Current methods of scoring CATs, including maximum-likelihood estimation and equated number-right, estimate the score (or proficiency) of the test taker as a weighted combination of item scores. The weights for the items for these methods depend not only on item characteristics but on the proficiency of the test taker. A correctly answered item can weigh heavily in one test taker's score, and the same item, also correctly answered, can have very little weight in another test taker's score, depending on the other item responses given by those test takers. Such differential treatment is statistically optimal, but it is not easily explained to test takers. The methods proposed here give a fixed-weight to each item, based only on item difficulty, and will be called fixed-weight scores.
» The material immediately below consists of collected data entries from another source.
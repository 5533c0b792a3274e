//! CLI surface and runtime options.
//!
//! Everything here is resolved once at startup. The only field mutated
//! afterwards is `verbose`, which the `/verbose` slash command toggles.

use std::collections::HashMap;
use std::path::PathBuf;

use anyhow::{bail, Context, Result};
use clap::Parser;

pub const DEFAULT_HOST: &str = "logon.hellground.net";
pub const DEFAULT_PORT: u16 = 3724;
pub const DEFAULT_TIME_FORMAT: &str = "%H:%M";

#[derive(Debug, Parser)]
#[command(name = "wowtty", about = "Console chat client for HellGround-style game servers")]
pub struct Cli {
    /// Connection shorthand: user[:password]@host[:port][/character]
    pub conninfo: Option<String>,

    /// Host name
    #[arg(short = 'H', long)]
    pub host: Option<String>,

    /// Port number
    #[arg(short = 'p', long)]
    pub port: Option<u16>,

    /// Account name
    #[arg(short = 'u', long)]
    pub user: Option<String>,

    /// Account password
    #[arg(short = 'P', long)]
    pub pass: Option<String>,

    /// Character to use on login
    #[arg(short = 'c', long = "char")]
    pub character: Option<String>,

    /// Channels to join after login
    #[arg(short = 'j', long = "join", value_name = "chan1,chan2,...", value_delimiter = ',')]
    pub chans: Option<Vec<String>>,

    /// Output packet traces
    #[arg(short = 'v', long)]
    pub verbose: bool,

    /// Redirect a channel or message type to a file (repeatable)
    #[arg(short = 'r', long = "redirect", value_name = "KEY:PATH")]
    pub redirects: Vec<String>,

    /// Append notifications to a file instead of the console
    #[arg(long, value_name = "PATH")]
    pub notify_redirect: Option<PathBuf>,

    /// Append packet traces to a file instead of the console
    #[arg(long, value_name = "PATH")]
    pub verbose_redirect: Option<PathBuf>,

    /// Timestamp format (strftime)
    #[arg(short = 't', long, default_value = DEFAULT_TIME_FORMAT)]
    pub time_format: String,

    /// Message template: %t type, %T raw type, %s sender, %g sender id,
    /// %S separator, %m text, %M raw text, %l language, %r recipient
    #[arg(short = 'f', long)]
    pub format: Option<String>,
}

/// Resolved runtime options.
#[derive(Debug, Clone)]
pub struct Options {
    pub host: String,
    pub port: u16,
    pub user: Option<String>,
    pub pass: Option<String>,
    pub character: Option<String>,
    pub chans: Vec<String>,
    pub verbose: bool,
    pub time_format: String,
    pub message_format: Option<String>,
    /// Redirect key (lowercased channel name or type tag) to destinations,
    /// in registration order.
    pub redirects: HashMap<String, Vec<PathBuf>>,
    pub notify_redirect: Option<PathBuf>,
    pub verbose_redirect: Option<PathBuf>,
}

impl Default for Options {
    fn default() -> Self {
        Self {
            host: DEFAULT_HOST.to_string(),
            port: DEFAULT_PORT,
            user: None,
            pass: None,
            character: None,
            chans: vec!["world".to_string()],
            verbose: false,
            time_format: DEFAULT_TIME_FORMAT.to_string(),
            message_format: None,
            redirects: HashMap::new(),
            notify_redirect: None,
            verbose_redirect: None,
        }
    }
}

/// Fields parsed out of the `user[:password]@host[:port][/character]` form.
#[derive(Debug, Clone, PartialEq, Eq)]
pub struct ConnInfo {
    pub user: String,
    pub pass: Option<String>,
    pub host: String,
    pub port: Option<u16>,
    pub character: Option<String>,
}

/// Parse the connection shorthand. Errors abort startup before any
/// connection attempt.
pub fn parse_conninfo(input: &str) -> Result<ConnInfo> {
    let Some((creds, rest)) = input.split_once('@') else {
        bail!("connection info '{input}' is missing '@'");
    };
    let (user, pass) = match creds.split_once(':') {
        Some((user, pass)) => (user, Some(pass.to_string())),
        None => (creds, None),
    };
    if user.is_empty() {
        bail!("connection info '{input}' has an empty user");
    }

    let (hostport, character) = match rest.split_once('/') {
        Some((hostport, character)) => {
            if character.is_empty() {
                bail!("connection info '{input}' has an empty character");
            }
            (hostport, Some(character.to_string()))
        }
        None => (rest, None),
    };

    let (host, port) = match hostport.split_once(':') {
        Some((host, port)) => {
            let port = port
                .parse::<u16>()
                .with_context(|| format!("bad port '{port}' in connection info"))?;
            (host, Some(port))
        }
        None => (hostport, None),
    };
    if host.is_empty() {
        bail!("connection info '{input}' has an empty host");
    }

    Ok(ConnInfo {
        user: user.to_string(),
        pass,
        host: host.to_string(),
        port,
        character,
    })
}

impl Options {
    /// Resolve: specific flags win; shorthand fields fill the gaps;
    /// defaults last.
    pub fn from_cli(cli: Cli) -> Result<Self> {
        let shorthand = match &cli.conninfo {
            Some(raw) => Some(parse_conninfo(raw)?),
            None => None,
        };
        let mut redirects: HashMap<String, Vec<PathBuf>> = HashMap::new();
        for rule in &cli.redirects {
            let Some((key, path)) = rule.split_once(':') else {
                bail!("redirect rule '{rule}' is not KEY:PATH");
            };
            if key.is_empty() || path.is_empty() {
                bail!("redirect rule '{rule}' is not KEY:PATH");
            }
            redirects
                .entry(key.to_lowercase())
                .or_default()
                .push(PathBuf::from(path));
        }

        let defaults = Options::default();
        Ok(Options {
            host: cli
                .host
                .or_else(|| shorthand.as_ref().map(|s| s.host.clone()))
                .unwrap_or(defaults.host),
            port: cli
                .port
                .or_else(|| shorthand.as_ref().and_then(|s| s.port))
                .unwrap_or(defaults.port),
            user: cli.user.or_else(|| shorthand.as_ref().map(|s| s.user.clone())),
            pass: cli.pass.or_else(|| shorthand.as_ref().and_then(|s| s.pass.clone())),
            character: cli
                .character
                .or_else(|| shorthand.as_ref().and_then(|s| s.character.clone())),
            chans: cli.chans.unwrap_or(defaults.chans),
            verbose: cli.verbose,
            time_format: cli.time_format,
            message_format: cli.format,
            redirects,
            notify_redirect: cli.notify_redirect,
            verbose_redirect: cli.verbose_redirect,
        })
    }
}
Computer simulations of CATs were done in order to compare the fixed-weight scores with the more sophisticated scores (e.g., maximum-likelihood and equated number-right). Two different item pools were used: a "flat" pool with item difficulties uniformly distributed across the scale, and a "special" pool with item parameters more closely matching those found in LSAT item pools. For each of 26 different levels of proficiency, 2,500 simulated test takers responded to a 30-item CAT. Each CAT was scored by each method, and the results were compared.
All scoring methods, including the new fixed-weight scoring methods, provided statistically unbiased estimates of test taker proficiency. The precision, as assessed by the root mean squared error, was somewhat poorer for the fixed-weight scores than for the statistically efficient scores provided by maximum-likelihood and equated number-right scoring. Errors were about 20% larger for the fixed-weight scores. A fixed (nonadaptive) test of the same length, scored by maximum-likelihood, has a measurement error of about 60% higher than a CAT score by maximum-likelihood. That is, most of the advantage of adaptive testing is retained if the simpler fixed-weight scoring system is used. Since the fixed-weight scores are very highly correlated with the maximum-likelihood and equated number-right scores, one can consider maximum-likelihood and equated number-right scores to be statistically refined versions of the proposed fixed-weight methods.